── Data for this exercise ──
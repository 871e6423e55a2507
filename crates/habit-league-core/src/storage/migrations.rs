//! Database schema migrations for habit-league.
//!
//! Migrations are versioned and applied automatically when opening the database.
//! The `schema_version` table tracks the current migration version.

use rusqlite::{Connection, Result as SqliteResult};

/// Current schema version.
pub const SCHEMA_VERSION: i32 = 3;

/// Apply all pending migrations to bring the database to the current schema version.
///
/// # Errors
/// Returns an error if migration fails.
pub fn migrate(conn: &Connection) -> SqliteResult<()> {
    create_schema_version_table(conn)?;

    let current_version = get_schema_version(conn);

    if current_version < 1 {
        migrate_v1(conn)?;
    }
    if current_version < 2 {
        migrate_v2(conn)?;
    }
    if current_version < 3 {
        migrate_v3(conn)?;
    }

    Ok(())
}

fn create_schema_version_table(conn: &Connection) -> SqliteResult<()> {
    conn.execute_batch(
        "CREATE TABLE IF NOT EXISTS schema_version (
            version INTEGER PRIMARY KEY
        );",
    )
}

/// Get the current schema version from the database.
///
/// Returns 0 if no version is set (initial database).
pub(crate) fn get_schema_version(conn: &Connection) -> i32 {
    conn.query_row("SELECT version FROM schema_version", [], |row| {
        row.get::<_, i32>(0)
    })
    .unwrap_or_else(|e| {
        if !matches!(e, rusqlite::Error::QueryReturnedNoRows) {
            tracing::warn!("failed to read schema_version: {e}");
        }
        0
    })
}

fn set_schema_version(conn: &Connection, version: i32) -> SqliteResult<()> {
    conn.execute("DELETE FROM schema_version", [])?;
    conn.execute("INSERT INTO schema_version (version) VALUES (?1)", [version])?;
    Ok(())
}

/// Migration v1: users, habits and records, matching the first desktop release.
///
/// `records.created_at` holds a day label in that release; v2 rewrites it.
fn migrate_v1(conn: &Connection) -> SqliteResult<()> {
    let tx = conn.unchecked_transaction()?;

    tx.execute_batch(
        "CREATE TABLE IF NOT EXISTS users (
            id         INTEGER PRIMARY KEY AUTOINCREMENT,
            points     INTEGER NOT NULL DEFAULT 0,
            updated_at INTEGER NOT NULL
        );

        CREATE TABLE IF NOT EXISTS habits (
            id         INTEGER PRIMARY KEY AUTOINCREMENT,
            habit_name TEXT NOT NULL,
            points     INTEGER NOT NULL
        );

        CREATE TABLE IF NOT EXISTS records (
            id         INTEGER PRIMARY KEY AUTOINCREMENT,
            points     INTEGER NOT NULL,
            created_at TEXT NOT NULL
        );",
    )?;

    set_schema_version(&tx, 1)?;
    tx.commit()
}

/// Migration v2: audit columns on records.
///
/// Adds:
/// - delta: signed change applied by the mutation
/// - source: `habit` or `league_cost`
///
/// Legacy rows stored a per-day net delta under a `%d %b %Y` label, so
/// `points` is copied into `delta` and the label is rewritten to RFC 3339
/// midnight UTC when it parses. `points` is then recomputed as the running
/// total of deltas in time order. Upkeep was never recorded in that
/// release, so the last running total can differ from the balance row.
fn migrate_v2(conn: &Connection) -> SqliteResult<()> {
    let tx = conn.unchecked_transaction()?;

    tx.execute_batch(
        "ALTER TABLE records ADD COLUMN delta INTEGER NOT NULL DEFAULT 0;
         ALTER TABLE records ADD COLUMN source TEXT NOT NULL DEFAULT 'habit';
         UPDATE records SET delta = points;",
    )?;

    let legacy: Vec<(i64, String)> = {
        let mut stmt = tx.prepare("SELECT id, created_at FROM records")?;
        let rows = stmt.query_map([], |row| Ok((row.get(0)?, row.get(1)?)))?;
        rows.collect::<SqliteResult<_>>()?
    };
    for (id, label) in legacy {
        if let Ok(day) = chrono::NaiveDate::parse_from_str(&label, "%d %b %Y") {
            if let Some(midnight) = day.and_hms_opt(0, 0, 0) {
                tx.execute(
                    "UPDATE records SET created_at = ?1 WHERE id = ?2",
                    rusqlite::params![crate::history::format_timestamp(midnight.and_utc()), id],
                )?;
            }
        }
    }

    let deltas: Vec<(i64, i64)> = {
        let mut stmt = tx.prepare("SELECT id, delta FROM records ORDER BY created_at ASC, id ASC")?;
        let rows = stmt.query_map([], |row| Ok((row.get(0)?, row.get(1)?)))?;
        rows.collect::<SqliteResult<_>>()?
    };
    let mut running: i64 = 0;
    for (id, delta) in deltas {
        running = running.saturating_add(delta);
        tx.execute(
            "UPDATE records SET points = ?1 WHERE id = ?2",
            rusqlite::params![running, id],
        )?;
    }

    tx.execute_batch(
        "CREATE INDEX IF NOT EXISTS idx_records_created_at ON records(created_at);",
    )?;

    set_schema_version(&tx, 2)?;
    tx.commit()
}

/// Migration v3: habits reject zero points and blank names at the table level.
///
/// SQLite cannot add a CHECK to an existing table, so the table is rebuilt.
/// Rows that break the constraint could never be completed and are dropped.
fn migrate_v3(conn: &Connection) -> SqliteResult<()> {
    let tx = conn.unchecked_transaction()?;

    tx.execute_batch(
        "CREATE TABLE habits_v3 (
            id         INTEGER PRIMARY KEY AUTOINCREMENT,
            habit_name TEXT NOT NULL CHECK (length(trim(habit_name)) > 0),
            points     INTEGER NOT NULL CHECK (points != 0)
        );
        INSERT INTO habits_v3 (id, habit_name, points)
            SELECT id, habit_name, points FROM habits
            WHERE points != 0 AND length(trim(habit_name)) > 0;
        DROP TABLE habits;
        ALTER TABLE habits_v3 RENAME TO habits;",
    )?;

    set_schema_version(&tx, 3)?;
    tx.commit()
}

#[cfg(test)]
mod tests {
    use super::*;

    #[test]
    fn test_migrate_from_scratch() {
        let conn = Connection::open_in_memory().unwrap();
        migrate(&conn).unwrap();

        assert_eq!(get_schema_version(&conn), SCHEMA_VERSION);

        // All audit columns exist on a fresh schema
        let stmt = conn
            .prepare("SELECT id, points, delta, source, created_at FROM records")
            .unwrap();
        drop(stmt);
    }

    #[test]
    fn test_migrate_idempotent() {
        let conn = Connection::open_in_memory().unwrap();
        migrate(&conn).unwrap();
        migrate(&conn).unwrap();
        assert_eq!(get_schema_version(&conn), SCHEMA_VERSION);
    }

    /// Databases written by the first desktop release have no schema_version
    /// table and day-label timestamps.
    #[test]
    fn test_upgrade_legacy_records() {
        let conn = Connection::open_in_memory().unwrap();
        conn.execute_batch(
            "CREATE TABLE users (
                id INTEGER PRIMARY KEY AUTOINCREMENT,
                points INTEGER NOT NULL DEFAULT 0,
                updated_at INTEGER NOT NULL
            );
            CREATE TABLE habits (
                id INTEGER PRIMARY KEY AUTOINCREMENT,
                habit_name TEXT NOT NULL,
                points INTEGER NOT NULL
            );
            CREATE TABLE records (
                id INTEGER PRIMARY KEY AUTOINCREMENT,
                points INTEGER NOT NULL,
                created_at TEXT NOT NULL
            );
            INSERT INTO records (points, created_at) VALUES (-30, '05 Mar 2024');
            INSERT INTO records (points, created_at) VALUES (80, 'garbage');
            INSERT INTO records (points, created_at) VALUES (50, '04 Mar 2024');
            INSERT INTO habits (habit_name, points) VALUES ('Read', 30);
            INSERT INTO habits (habit_name, points) VALUES ('  ', 10);
            INSERT INTO habits (habit_name, points) VALUES ('Idle', 0);",
        )
        .unwrap();

        migrate(&conn).unwrap();

        let (delta, source, created_at): (i64, String, String) = conn
            .query_row(
                "SELECT delta, source, created_at FROM records WHERE id = 1",
                [],
                |row| Ok((row.get(0)?, row.get(1)?, row.get(2)?)),
            )
            .unwrap();
        assert_eq!(delta, -30);
        assert_eq!(source, "habit");
        assert_eq!(created_at, "2024-03-05T00:00:00.000000Z");

        // Unparseable labels are left as-is
        let created_at: String = conn
            .query_row("SELECT created_at FROM records WHERE id = 2", [], |row| {
                row.get(0)
            })
            .unwrap();
        assert_eq!(created_at, "garbage");

        // points becomes the running balance in time order: 50, 20, 100
        let totals: Vec<(i64, i64)> = conn
            .prepare("SELECT id, points FROM records ORDER BY created_at, id")
            .unwrap()
            .query_map([], |row| Ok((row.get(0)?, row.get(1)?)))
            .unwrap()
            .collect::<SqliteResult<_>>()
            .unwrap();
        assert_eq!(totals, vec![(3, 50), (1, 20), (2, 100)]);

        // Only the valid habit survives the v3 rebuild
        let habits: Vec<String> = conn
            .prepare("SELECT habit_name FROM habits")
            .unwrap()
            .query_map([], |row| row.get(0))
            .unwrap()
            .collect::<SqliteResult<_>>()
            .unwrap();
        assert_eq!(habits, vec!["Read".to_string()]);
    }

    #[test]
    fn test_habits_table_rejects_invalid_rows() {
        let conn = Connection::open_in_memory().unwrap();
        migrate(&conn).unwrap();

        assert!(conn
            .execute("INSERT INTO habits (habit_name, points) VALUES ('Walk', 0)", [])
            .is_err());
        assert!(conn
            .execute("INSERT INTO habits (habit_name, points) VALUES ('   ', 5)", [])
            .is_err());
        assert!(conn
            .execute("INSERT INTO habits (habit_name, points) VALUES ('Walk', 5)", [])
            .is_ok());
    }
}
───
Reproduce the lines above, beginning at the line with "let stmt = conn" and stopping after the line with "have no schema_version", exactly as they are.

        let stmt = conn
            .prepare("SELECT id, points, delta, source, created_at FROM records")
            .unwrap();
        drop(stmt);
    }

    #[test]
    fn test_migrate_idempotent() {
        let conn = Connection::open_in_memory().unwrap();
        migrate(&conn).unwrap();
        migrate(&conn).unwrap();
        assert_eq!(get_schema_version(&conn), SCHEMA_VERSION);
    }

    /// Databases written by the first desktop release have no schema_version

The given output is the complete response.